> [INPUT FOR THIS TASK]:
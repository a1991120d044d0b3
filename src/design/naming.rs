use crate::expression::format_number;

use super::{FilterParameters, FilterType};

/// Significant digits of the numbers shown in filter names.
const NAME_DIGITS: usize = 2;

/// `"1st Order"`, `"2nd Order"`, `"11th Order"`, ...
pub(super) fn order_string(order: usize) -> String {
    let suffix = match (order % 10, order % 100) {
        (_, 11..=13) => "th",
        (1, _) => "st",
        (2, _) => "nd",
        (3, _) => "rd",
        _ => "th",
    };
    format!("{}{} Order", order, suffix)
}

pub(super) fn display_name(params: &FilterParameters) -> String {
    let mut name = match params.filter_type {
        FilterType::Custom => format!("{} / {}", params.numerator, params.denominator),
        kind => {
            let mut name = format!(
                "{} {}, {} Hz",
                order_string(params.order),
                kind.label(),
                format_number(params.cutoff_hz, NAME_DIGITS)
            );
            if kind.uses_width() {
                name.push_str(&format!(" x {} Hz", format_number(params.width_hz, NAME_DIGITS)));
            } else if params.order > 1 {
                if params.butterworth {
                    name.push_str(", Butterworth");
                } else {
                    name.push_str(&format!(
                        ", zeta = {}",
                        format_number(params.damping_ratio, NAME_DIGITS)
                    ));
                }
            }
            name
        }
    };

    if params.phaseless {
        name.push_str(", Phaseless");
    }
    name
}
use super::*;

const TOL: f64 = 1e-12;
const LOOSE_TOL: f64 = 1e-9;

fn assert_near(a: f64, b: f64, tol: f64, msg: &str) {
    assert!(
        (a - b).abs() < tol,
        "{}: {} vs {} (diff {})",
        msg,
        a,
        b,
        (a - b).abs()
    );
}

/// 1/(s+1) discretized at `fs`.
fn first_order_lowpass(fs: f64) -> DigitalFilter {
    let tf = TransferFunction::new(vec![1.0], vec![1.0, 1.0]).unwrap();
    DigitalFilter::from_transfer_function(fs, &tf).unwrap()
}

// ═══════════════════════════════════════════════════════════════════
// Construction
// ═══════════════════════════════════════════════════════════════════

#[test]
fn rejects_zero_leading_denominator() {
    assert!(matches!(
        DigitalFilter::from_coefficients(10.0, vec![1.0], vec![0.0, 1.0]),
        Err(SynthesisError::Configuration(_))
    ));
}

#[test]
fn rejects_bad_construction() {
    let cases: [(f64, Vec<f64>, Vec<f64>); 5] = [
        (0.0, vec![1.0], vec![1.0]),
        (-5.0, vec![1.0], vec![1.0]),
        (f64::NAN, vec![1.0], vec![1.0]),
        (10.0, vec![], vec![1.0]),
        (10.0, vec![1.0], vec![1.0, f64::INFINITY]),
    ];
    for (i, (fs, a, b)) in cases.into_iter().enumerate() {
        assert!(
            matches!(
                DigitalFilter::from_coefficients(fs, a, b),
                Err(SynthesisError::Configuration(_))
            ),
            "case {}",
            i
        );
    }
}

#[test]
fn accessors() {
    let f = DigitalFilter::from_coefficients(48.0, vec![1.0, 2.0, 1.0], vec![4.0, 0.5]).unwrap();
    assert_eq!(f.sample_rate(), 48.0);
    assert_eq!(f.numerator(), &[1.0, 2.0, 1.0]);
    assert_eq!(f.denominator(), &[4.0, 0.5]);
    assert_eq!(f.order(), 2);
    assert_eq!(f.raw_value(), 0.0);
    assert_eq!(f.filtered_value(), 0.0);
}

// ═══════════════════════════════════════════════════════════════════
// Difference equation
// ═══════════════════════════════════════════════════════════════════

#[test]
fn pure_gain() {
    let mut f = DigitalFilter::from_coefficients(10.0, vec![6.0], vec![2.0]).unwrap();
    for &x in &[1.0, -2.5, 0.0, 7.25] {
        assert_eq!(f.apply(x), 3.0 * x);
    }
}

#[test]
fn moving_average() {
    let mut f = DigitalFilter::from_coefficients(10.0, vec![0.5, 0.5], vec![1.0]).unwrap();
    assert_eq!(f.apply(2.0), 1.0);
    assert_eq!(f.apply(4.0), 3.0);
    assert_eq!(f.apply(0.0), 2.0);
    assert_eq!(f.raw_value(), 0.0);
    assert_eq!(f.filtered_value(), 2.0);
}

#[test]
fn recursive_feedback() {
    // y[n] = x[n] + 0.5·y[n-1]
    let mut f = DigitalFilter::from_coefficients(10.0, vec![1.0], vec![1.0, -0.5]).unwrap();
    assert_eq!(f.apply(1.0), 1.0);
    assert_eq!(f.apply(0.0), 0.5);
    assert_eq!(f.apply(0.0), 0.25);
}

#[test]
fn initialize_fills_histories() {
    let mut f = DigitalFilter::from_coefficients(10.0, vec![1.0], vec![1.0, -0.5]).unwrap();
    f.initialize(2.0);
    assert_eq!(f.raw_value(), 2.0);
    assert_eq!(f.filtered_value(), 2.0);
    assert_eq!(f.apply(0.0), 1.0);

    let mut g = DigitalFilter::from_coefficients(10.0, vec![1.0], vec![1.0, -0.5])
        .unwrap()
        .with_initial_value(2.0);
    assert_eq!(g.apply(0.0), 1.0);

    g.reset();
    assert_eq!(g.apply(0.0), 0.0);
}

#[test]
fn lowpass_step_settles() {
    let mut f = first_order_lowpass(100.0);
    let mut y = 0.0;
    for _ in 0..5000 {
        y = f.apply(1.0);
    }
    assert_near(y, 1.0, LOOSE_TOL, "step response");
}

#[test]
fn process_matches_apply() {
    let input: Vec<f64> = (0..32).map(|i| ((i as f64) * 0.3).sin()).collect();

    let mut reference = first_order_lowpass(50.0);
    let expected: Vec<f64> = input.iter().map(|&x| reference.apply(x)).collect();

    let mut f = first_order_lowpass(50.0);
    let mut output = vec![0.0; input.len()];
    f.process(&input, &mut output);
    assert_eq!(output, expected);

    let mut g = first_order_lowpass(50.0);
    let mut data = input.clone();
    g.process_inplace(&mut data);
    assert_eq!(data, expected);
}

#[test]
#[should_panic]
fn process_output_too_short() {
    let mut f = first_order_lowpass(50.0);
    let mut output = [0.0; 2];
    f.process(&[1.0, 2.0, 3.0], &mut output);
}

#[test]
fn clones_are_independent() {
    let mut f = first_order_lowpass(20.0);
    f.apply(1.0);
    let mut g = f.clone();
    let from_g = g.apply(1.0);
    let from_f = f.apply(1.0);
    assert_eq!(from_f, from_g);
    g.apply(5.0);
    assert_ne!(f.filtered_value(), g.filtered_value());
}

// ═══════════════════════════════════════════════════════════════════
// Phaseless
// ═══════════════════════════════════════════════════════════════════

#[test]
fn phaseless_constant_passes_through() {
    let mut f = first_order_lowpass(100.0);
    let mut data = vec![3.5; 64];
    f.process_phaseless(&mut data);
    for (i, &x) in data.iter().enumerate() {
        assert_near(x, 3.5, LOOSE_TOL, &format!("sample {}", i));
    }
}

#[test]
fn phaseless_has_no_lag() {
    // A symmetric pulse stays symmetric under forward-backward filtering
    let mut f = first_order_lowpass(1.0);
    let mut data = vec![0.0; 41];
    data[20] = 1.0;
    f.process_phaseless(&mut data);
    for k in 1..=20 {
        assert_near(data[20 - k], data[20 + k], 1e-6, &format!("offset {}", k));
    }
}

#[test]
fn phaseless_empty_is_noop() {
    let mut f = first_order_lowpass(100.0);
    let mut data: Vec<f64> = Vec::new();
    f.process_phaseless(&mut data);
    assert!(data.is_empty());
}

// ═══════════════════════════════════════════════════════════════════
// Gain queries
// ═══════════════════════════════════════════════════════════════════

#[test]
fn steady_state_gain() {
    assert_near(first_order_lowpass(10.0).steady_state_gain(), 1.0, TOL, "lowpass");
    let f = DigitalFilter::from_coefficients(10.0, vec![6.0], vec![2.0]).unwrap();
    assert_eq!(f.steady_state_gain(), 3.0);
}

#[test]
fn frequency_response() {
    let f = first_order_lowpass(100.0);
    let dc = f.frequency_response(0.0).unwrap();
    assert!(dc.approx_eq(Complex::ONE, TOL), "{:?}", dc);
    // zero at z = -1
    let nyquist = f.frequency_response(50.0).unwrap();
    assert!(nyquist.norm() < TOL, "{:?}", nyquist);
    let mid = f.frequency_response(10.0).unwrap().norm();
    assert!(mid > 0.0 && mid < 1.0);
}
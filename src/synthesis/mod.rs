//! Continuous-time transfer functions and their bilinear discretization.
//!
//! A [`TransferFunction`] holds `H(s) = N(s)/D(s)` as highest-power-first
//! coefficient vectors. [`bilinear_transform`] maps it to the `z⁻¹`
//! coefficients a [`DigitalFilter`](crate::DigitalFilter) runs.
//!
//! # Example
//!
//! ```
//! use tfsynth::synthesis::TransferFunction;
//!
//! let tf = TransferFunction::from_expressions("4", "s^2+2*s+4").unwrap();
//! assert_eq!(tf.order(), 2);
//! assert_eq!(tf.steady_state_gain(), 1.0);
//!
//! let mut filter = tf.to_digital(100.0).unwrap();
//! let y = filter.apply(1.0);
//! assert!(y > 0.0 && y < 1.0);
//! ```

mod bilinear;


pub use bilinear::{bilinear_transform, substitution_tree};

use core::fmt;

use tracing::debug;

use crate::complex::Complex;
use crate::error::{SynthesisError, SynthesisResult};
use crate::expression::{coefficients_from_expression, Polynomial, PolynomialTerm};
use crate::filter::DigitalFilter;

/// Rational function `N(s)/D(s)` in the Laplace variable.
#[derive(Debug, Clone, PartialEq)]
pub struct TransferFunction {
    numerator: Vec<f64>,
    denominator: Vec<f64>,
}

impl TransferFunction {
    /// Build from highest-power-first coefficients.
    ///
    /// Both vectors must be non-empty and finite, and the leading
    /// denominator coefficient nonzero. Leading zeros of the numerator are
    /// dropped (at least one coefficient is kept).
    pub fn new(mut numerator: Vec<f64>, denominator: Vec<f64>) -> SynthesisResult<Self> {
        if numerator.is_empty() || denominator.is_empty() {
            return Err(SynthesisError::configuration(
                "numerator and denominator need at least one coefficient",
            ));
        }
        if !numerator.iter().chain(&denominator).all(|c| c.is_finite()) {
            return Err(SynthesisError::configuration(
                "transfer function coefficients must be finite",
            ));
        }
        if denominator[0] == 0.0 {
            return Err(SynthesisError::configuration(
                "leading denominator coefficient must be nonzero",
            ));
        }

        let leading = numerator
            .iter()
            .position(|&c| c != 0.0)
            .unwrap_or(numerator.len() - 1);
        numerator.drain(..leading);

        Ok(Self {
            numerator,
            denominator,
        })
    }

    /// Parse numerator and denominator text written in `s`.
    ///
    /// Any expression that expands to an ordinary polynomial is accepted,
    /// e.g. `"(s+1)^2*(s+3)"`. A variable other than `s` is a
    /// [`SynthesisError::Parse`].
    pub fn from_expressions(numerator: &str, denominator: &str) -> SynthesisResult<Self> {
        let (num, num_var) = coefficients_from_expression(numerator)?;
        let (den, den_var) = coefficients_from_expression(denominator)?;
        if let Some(var) = [num_var, den_var].into_iter().flatten().find(|&v| v != 's') {
            return Err(SynthesisError::parse(
                0,
                format!("transfer functions are written in 's', found '{}'", var),
            ));
        }
        debug!(numerator, denominator, "parsed transfer function");
        Self::new(num, den)
    }

    pub fn numerator(&self) -> &[f64] {
        &self.numerator
    }

    pub fn denominator(&self) -> &[f64] {
        &self.denominator
    }

    /// Highest power of `s` in either polynomial.
    pub fn order(&self) -> usize {
        self.numerator.len().max(self.denominator.len()) - 1
    }

    /// `H(0)`: ratio of the constant coefficients.
    ///
    /// Infinite or NaN when the denominator has no constant term.
    pub fn steady_state_gain(&self) -> f64 {
        let num = self.numerator.last().copied().unwrap_or(0.0);
        let den = self.denominator.last().copied().unwrap_or(0.0);
        num / den
    }

    /// Evaluate `H(s)` at a complex frequency.
    ///
    /// Fails with [`SynthesisError::DivideByZero`] at a pole.
    pub fn evaluate(&self, s: Complex) -> SynthesisResult<Complex> {
        let horner = |coeffs: &[f64]| coeffs.iter().fold(Complex::ZERO, |acc, &c| acc * s + c);
        horner(&self.numerator).checked_div(horner(&self.denominator))
    }

    /// Discretize at `sample_rate` Hz.
    pub fn to_digital(&self, sample_rate: f64) -> SynthesisResult<DigitalFilter> {
        DigitalFilter::from_transfer_function(sample_rate, self)
    }

    fn polynomial(coefficients: &[f64]) -> Polynomial {
        let top = coefficients.len() as i32 - 1;
        let terms: Vec<PolynomialTerm> = coefficients
            .iter()
            .enumerate()
            .map(|(i, &c)| PolynomialTerm::new(top - i as i32, c))
            .collect();
        Polynomial::from_terms(&terms)
    }
}

impl fmt::Display for TransferFunction {
    fn fmt(&self, f: &mut fmt::Formatter<'_>) -> fmt::Result {
        write!(
            f,
            "({}) / ({})",
            Self::polynomial(&self.numerator).to_expression('s'),
            Self::polynomial(&self.denominator).to_expression('s')
        )
    }
}
//! # tfsynth
//!
//! Transfer-function synthesis and recursive digital filtering. Analog
//! filters described by design parameters or by typed `s`-domain
//! expressions are discretized with the bilinear transform and run as
//! direct-form-I difference equations.
//!
//! ## Quick start
//!
//! ```
//! use tfsynth::{FilterParameters, FilterType};
//!
//! // 2nd-order low-pass at 5 Hz, damping 0.7, sampled at 1 kHz
//! let params = FilterParameters {
//!     filter_type: FilterType::LowPass,
//!     order: 2,
//!     cutoff_hz: 5.0,
//!     damping_ratio: 0.7,
//!     ..Default::default()
//! };
//! let mut filter = params.build_filter(1000.0).unwrap();
//! let y: Vec<f64> = (0..5).map(|_| filter.apply(1.0)).collect();
//! assert!(y.windows(2).all(|w| w[1] > w[0]));
//! ```
//!
//! ```
//! use tfsynth::{DigitalFilter, TransferFunction};
//!
//! // Any expression that expands to a polynomial in s
//! let tf = TransferFunction::from_expressions("4", "(s+1)*(s+4)").unwrap();
//! let filter = DigitalFilter::from_transfer_function(100.0, &tf).unwrap();
//! assert!((filter.steady_state_gain() - 1.0).abs() < 1e-9);
//! ```
//!
//! ## Modules
//!
//! - [`complex`] — `Complex` arithmetic with real and complex powers through
//!   the polar form, used for pole placement and frequency response.
//!
//! - [`expression`] — Parser for one-variable algebraic expressions
//!   (`+ - * / ^`, parentheses, negative powers such as `z^-1`). Trees
//!   expand into dense Laurent polynomials; [`solve`] prints canonical text
//!   and the term helpers turn it into coefficient vectors.
//!
//! - [`synthesis`] — [`TransferFunction`] in `s` and the bilinear transform
//!   to `z⁻¹` coefficients.
//!
//! - [`filter`] — [`DigitalFilter`]: sample histories, per-sample `apply`,
//!   slice processing, zero-phase forward-backward filtering, DC gain and
//!   frequency response.
//!
//! - [`design`] — Butterworth poles, cascaded damped sections, narrow and
//!   wide band decomposition, notch, and [`FilterParameters`] tying it all
//!   together.
//!
//! - [`error`] — [`SynthesisError`] and the [`SynthesisResult`] alias.
//!
//! ## Logging
//!
//! Synthesis and design milestones are emitted as `tracing` events at
//! `debug` level, expansion details at `trace`. Install any subscriber to
//! see them.
//!
//! ## Cargo features
//!
//! | Feature   | Default | Description |
//! |-----------|---------|-------------|
//! | `serde`   | yes     | `Serialize` / `Deserialize` for `FilterParameters`, `FilterType`, `Complex`, `PolynomialTerm` |
//! | `complex` | no      | `From` conversions between `Complex` and `num_complex::Complex64` |
//! | `all`     | no      | All features: `serde` + `complex` |

pub mod complex;
pub mod design;
pub mod error;
pub mod expression;
pub mod filter;
pub mod synthesis;

pub use complex::{is_nearly_zero, Complex, NEARLY_ZERO};
pub use design::{FilterParameters, FilterType, TransferFunctionText};
pub use error::{SynthesisError, SynthesisResult};
pub use expression::{solve, Expr, ExpressionTree, Polynomial, PolynomialTerm};
pub use filter::DigitalFilter;
pub use synthesis::{bilinear_transform, TransferFunction};
use anyhow::Context;
use std::future::Future;

cfg_if::cfg_if! {
    if #[cfg(feature = "table-auth-backend")] {
        use userauth_auth::table_backend::TableAuthProvider as SelectedAuthProvider;
    } else {
        use userauth_auth::no_backend::NoAuthProvider as SelectedAuthProvider;
    }
}
use metrics_exporter_prometheus::PrometheusBuilder;
use tokio::net::TcpListener;

pub mod cli;
pub mod config;

pub type SelectedConfig = config::Config<SelectedAuthProvider>;

/// Load the config, bind the listener and return the future that serves requests until SIGTERM.
pub async fn start_listening(
    args: cli::UserauthArgs,
) -> anyhow::Result<impl Future<Output = anyhow::Result<()>>> {
    let SelectedConfig {
        service,
        auth_config,
    } = SelectedConfig::from_path(&args.config)?;

    PrometheusBuilder::new()
        .with_http_listener(service.metrics_address)
        .set_buckets(&[
            100e-6, 500e-6, 1e-3, 5e-3, 1e-2, 5e-2, 1e-1, 2e-1, 3e-1, 4e-1, 5e-1, 6e-1, 7e-1, 8e-1,
            9e-1, 1.0, 5.0, 10.0,
        ])
        .context("Failed to set buckets for prometheus")?
        .install()
        .context("Failed to install prometheus exporter")?;

    let addr = service.address;

    let auth_client =
        SelectedAuthProvider::new(auth_config).context("Failed to initialize auth client")?;

    let router = userauth_server::router(service, auth_client);

    let listener = TcpListener::bind(addr)
        .await
        .with_context(|| format!("Failed to bind {addr}"))?;

    tracing::info!(
        ?addr,
        "Starting userauth instance with {} auth",
        std::any::type_name::<SelectedAuthProvider>()
    );

    Ok(async move {
        axum::serve(listener, router.into_make_service())
            .with_graceful_shutdown(shutdown_signal())
            .await
            .context("userauth server exited with error")?;

        tracing::info!("Completed graceful shutdown");

        Ok(())
    })
}

// Based on: https://github.com/tokio-rs/axum/blob/main/examples/graceful-shutdown/src/main.rs
async fn shutdown_signal() {
    let ctrl_c = async {
        if let Err(error) = tokio::signal::ctrl_c().await {
            tracing::error!(?error, "Failed to listen for ctrl-c");
            std::future::pending::<()>().await;
        }
    };

    #[cfg(unix)]
    let terminate = async {
        use tokio::signal;

        match signal::unix::signal(signal::unix::SignalKind::terminate()) {
            Ok(mut sigterm) => {
                sigterm.recv().await;
            },
            Err(error) => {
                tracing::error!(?error, "Failed to install SIGTERM handler");
                std::future::pending::<()>().await;
            },
        }
    };

    #[cfg(not(unix))]
    let terminate = std::future::pending::<()>();

    tokio::select! {
        () = ctrl_c => {},
        () = terminate => {},
    }

    tracing::info!("Shutdown signal received, beginning graceful shutdown");
}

> [EXERCISE PROMPT]:
The line containing "pub(super) fn order_string(order: usize)" marks the end: copy exactly every line from the top of the data above down to it, that line included.

> [ANSWER BOX]:
repository a1991120d044d0b3
filename src/design/naming.rs
use crate::expression::format_number;

use super::{FilterParameters, FilterType};

/// Significant digits of the numbers shown in filter names.
const NAME_DIGITS: usize = 2;

/// `"1st Order"`, `"2nd Order"`, `"11th Order"`, ...
pub(super) fn order_string(order: usize) -> String {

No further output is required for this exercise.